DNS over HTTPS (DoH)

DNS queries tunneled over HTTPS. Encrypts the DNS lookup so network operators can't see which domains you're resolving, and can't tamper with the answers.

DNS over HTTPS (DoH, RFC 8484) wraps DNS queries inside ordinary HTTPS requests to port 443. To anyone watching the network, it looks like normal web traffic.

POST /dns-query HTTP/2
Host: cloudflare-dns.com
Content-Type: application/dns-message

<binary DNS query>

What it solves

Network-level surveillance. Without DoH, anyone with packet visibility (ISP, employer, café WiFi) can see every domain you're looking up. DoH hides those queries.

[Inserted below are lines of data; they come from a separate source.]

use eframe::egui::{RichText, Ui};
use egui_extras::{Column, TableBuilder};

use crate::color::outcome_color;
use crate::state::DashboardState;

/// Render the launches currently shown on the scatter chart as a table.
pub fn launch_table(ui: &mut Ui, state: &DashboardState, max_height: f32) {
    let rows = state.scatter_rows();
    ui.strong(format!("Filtered launches ({})", rows.len()));

    TableBuilder::new(ui)
        .id_salt("launch_table")
        .striped(true)
        .resizable(true)
        .max_scroll_height(max_height)
        .column(Column::auto().at_least(120.0))
        .column(Column::auto().at_least(110.0))
        .column(Column::auto().at_least(70.0))
        .column(Column::remainder())
        .header(20.0, |mut header| {
            for title in ["Launch Site", "Payload Mass (kg)", "Outcome", "Booster Version Category"] {
                header.col(|ui| {
                    ui.strong(title);
                });
            }
        })
        .body(|body| {
            body.rows(18.0, rows.len(), |mut table_row| {
                let row = &rows[table_row.index()];
                table_row.col(|ui| {
                    ui.label(&row.site);
                });
                table_row.col(|ui| {
                    ui.label(format!("{:.1}", row.payload_mass_kg));
                });
                table_row.col(|ui| {
                    ui.label(RichText::new(row.outcome.label()).color(outcome_color(row.outcome)));
                });
                table_row.col(|ui| {
                    ui.label(&row.booster_category);
                });
            });
        });
}
pub mod charts;
pub mod panels;
pub mod pie;
pub mod table;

Tampering. ISPs and corporate networks sometimes rewrite DNS responses (block sites, inject ads). DoH prevents on-path tampering since the response is encrypted end-to-end.

What it doesn't solve

  • Doesn't hide who you're connecting TO at the IP level. After resolving example.com, your subsequent TCP/TLS connection is still visible.
  • Doesn't authenticate the response cryptographically. That's DNSSEC.
  • Doesn't necessarily hide DNS from the resolver itself; Cloudflare, Google, etc. can still see and log queries.

Public DoH resolvers

ResolverURL
Cloudflarehttps://cloudflare-dns.com/dns-query
Googlehttps://dns.google/dns-query
Quad9https://dns.quad9.net/dns-query
AdGuardhttps://dns.adguard.com/dns-query

How clients use it

  • Firefox has DoH enabled by default in many regions.
  • Chrome uses DoH when available.
  • macOS / iOS support DoH via configuration profiles.
  • Android has "Private DNS" in settings.

SaaS impact

For most SaaS, DoH is transparent. It doesn't change how clients reach you. The one case where it matters: if you run a captive portal or a corporate filter that depends on intercepting DNS, DoH breaks that. Customers behind such filters might have weird connectivity issues that look like DNS but aren't.